→ PROMPT:
Check every line of the entries for "topics", and copy the lines that hold it.

→ DATASET RECORDS:
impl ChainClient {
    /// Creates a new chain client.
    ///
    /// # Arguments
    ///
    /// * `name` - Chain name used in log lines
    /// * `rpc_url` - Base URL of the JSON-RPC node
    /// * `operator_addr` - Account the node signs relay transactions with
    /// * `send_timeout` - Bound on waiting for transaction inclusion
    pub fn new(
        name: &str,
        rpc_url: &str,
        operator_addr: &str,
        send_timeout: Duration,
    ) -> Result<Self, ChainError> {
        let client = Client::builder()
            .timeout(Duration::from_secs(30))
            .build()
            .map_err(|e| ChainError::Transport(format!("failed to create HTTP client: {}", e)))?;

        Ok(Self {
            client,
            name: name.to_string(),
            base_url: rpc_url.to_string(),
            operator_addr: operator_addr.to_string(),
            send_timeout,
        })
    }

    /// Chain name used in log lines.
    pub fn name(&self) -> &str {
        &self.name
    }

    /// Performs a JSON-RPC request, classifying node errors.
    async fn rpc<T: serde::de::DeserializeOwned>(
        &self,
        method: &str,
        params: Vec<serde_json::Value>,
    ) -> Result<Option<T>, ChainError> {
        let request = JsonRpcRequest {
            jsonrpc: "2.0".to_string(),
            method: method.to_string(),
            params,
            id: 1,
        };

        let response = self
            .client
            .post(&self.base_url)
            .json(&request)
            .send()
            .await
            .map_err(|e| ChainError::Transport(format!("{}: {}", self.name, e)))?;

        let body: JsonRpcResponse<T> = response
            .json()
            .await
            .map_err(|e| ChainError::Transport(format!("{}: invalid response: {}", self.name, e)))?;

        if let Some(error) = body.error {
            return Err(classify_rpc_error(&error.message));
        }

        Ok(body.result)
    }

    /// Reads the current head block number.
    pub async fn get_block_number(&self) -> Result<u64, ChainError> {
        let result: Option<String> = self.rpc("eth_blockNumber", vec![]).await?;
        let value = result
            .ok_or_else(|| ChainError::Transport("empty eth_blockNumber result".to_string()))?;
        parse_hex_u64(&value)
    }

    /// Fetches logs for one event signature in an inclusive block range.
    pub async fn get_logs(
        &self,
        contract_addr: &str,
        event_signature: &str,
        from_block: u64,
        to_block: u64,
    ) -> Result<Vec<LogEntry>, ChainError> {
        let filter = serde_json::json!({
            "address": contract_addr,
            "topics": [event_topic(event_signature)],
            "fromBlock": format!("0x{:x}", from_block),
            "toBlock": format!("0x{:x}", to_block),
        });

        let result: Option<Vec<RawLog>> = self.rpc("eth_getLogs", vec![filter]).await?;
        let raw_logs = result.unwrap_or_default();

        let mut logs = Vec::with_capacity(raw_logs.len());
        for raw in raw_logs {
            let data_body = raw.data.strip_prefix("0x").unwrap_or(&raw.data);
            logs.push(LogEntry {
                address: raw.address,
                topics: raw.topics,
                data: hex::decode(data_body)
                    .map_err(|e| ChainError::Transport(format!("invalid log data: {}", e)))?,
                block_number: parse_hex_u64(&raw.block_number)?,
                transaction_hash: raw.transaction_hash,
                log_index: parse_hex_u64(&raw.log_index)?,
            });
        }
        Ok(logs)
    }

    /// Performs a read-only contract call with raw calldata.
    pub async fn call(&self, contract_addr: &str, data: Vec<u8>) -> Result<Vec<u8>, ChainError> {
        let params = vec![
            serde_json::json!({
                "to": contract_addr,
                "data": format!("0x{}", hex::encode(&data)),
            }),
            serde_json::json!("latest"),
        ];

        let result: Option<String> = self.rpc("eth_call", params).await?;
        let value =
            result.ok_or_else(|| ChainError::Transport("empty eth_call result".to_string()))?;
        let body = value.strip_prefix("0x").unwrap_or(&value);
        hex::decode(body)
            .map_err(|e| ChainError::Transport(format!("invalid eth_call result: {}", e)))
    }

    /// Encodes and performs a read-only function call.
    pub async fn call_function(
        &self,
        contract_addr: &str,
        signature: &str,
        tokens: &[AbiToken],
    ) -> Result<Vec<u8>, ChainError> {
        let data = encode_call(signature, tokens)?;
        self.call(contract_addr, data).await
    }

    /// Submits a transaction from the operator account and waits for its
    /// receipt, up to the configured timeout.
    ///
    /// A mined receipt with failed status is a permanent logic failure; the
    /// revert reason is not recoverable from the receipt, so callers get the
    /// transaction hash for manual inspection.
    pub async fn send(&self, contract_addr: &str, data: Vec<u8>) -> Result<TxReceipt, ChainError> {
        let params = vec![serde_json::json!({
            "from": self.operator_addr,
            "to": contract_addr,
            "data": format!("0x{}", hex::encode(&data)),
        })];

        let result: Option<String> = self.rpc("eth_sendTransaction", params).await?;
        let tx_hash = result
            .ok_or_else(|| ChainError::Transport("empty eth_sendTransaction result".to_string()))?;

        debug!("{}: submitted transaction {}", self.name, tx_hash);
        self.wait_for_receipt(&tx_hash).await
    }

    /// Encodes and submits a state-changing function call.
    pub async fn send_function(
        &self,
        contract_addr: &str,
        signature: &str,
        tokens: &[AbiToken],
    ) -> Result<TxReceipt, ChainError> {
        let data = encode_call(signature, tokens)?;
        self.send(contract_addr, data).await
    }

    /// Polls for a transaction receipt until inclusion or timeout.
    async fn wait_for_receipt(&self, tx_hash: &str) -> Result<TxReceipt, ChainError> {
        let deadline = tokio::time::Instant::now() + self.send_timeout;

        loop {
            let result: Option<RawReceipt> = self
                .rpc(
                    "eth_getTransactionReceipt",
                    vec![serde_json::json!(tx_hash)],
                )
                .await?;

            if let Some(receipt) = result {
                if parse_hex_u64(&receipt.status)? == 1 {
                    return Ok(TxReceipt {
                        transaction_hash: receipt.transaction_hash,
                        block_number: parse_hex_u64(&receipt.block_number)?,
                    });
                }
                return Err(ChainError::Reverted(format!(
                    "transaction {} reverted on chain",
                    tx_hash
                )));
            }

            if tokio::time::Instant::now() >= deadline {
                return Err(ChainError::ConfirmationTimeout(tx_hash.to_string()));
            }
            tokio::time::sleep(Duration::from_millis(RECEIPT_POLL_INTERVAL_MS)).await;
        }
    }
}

→ PROBLEM SOLUTION:
            "topics": [event_topic(event_signature)],
                topics: raw.topics,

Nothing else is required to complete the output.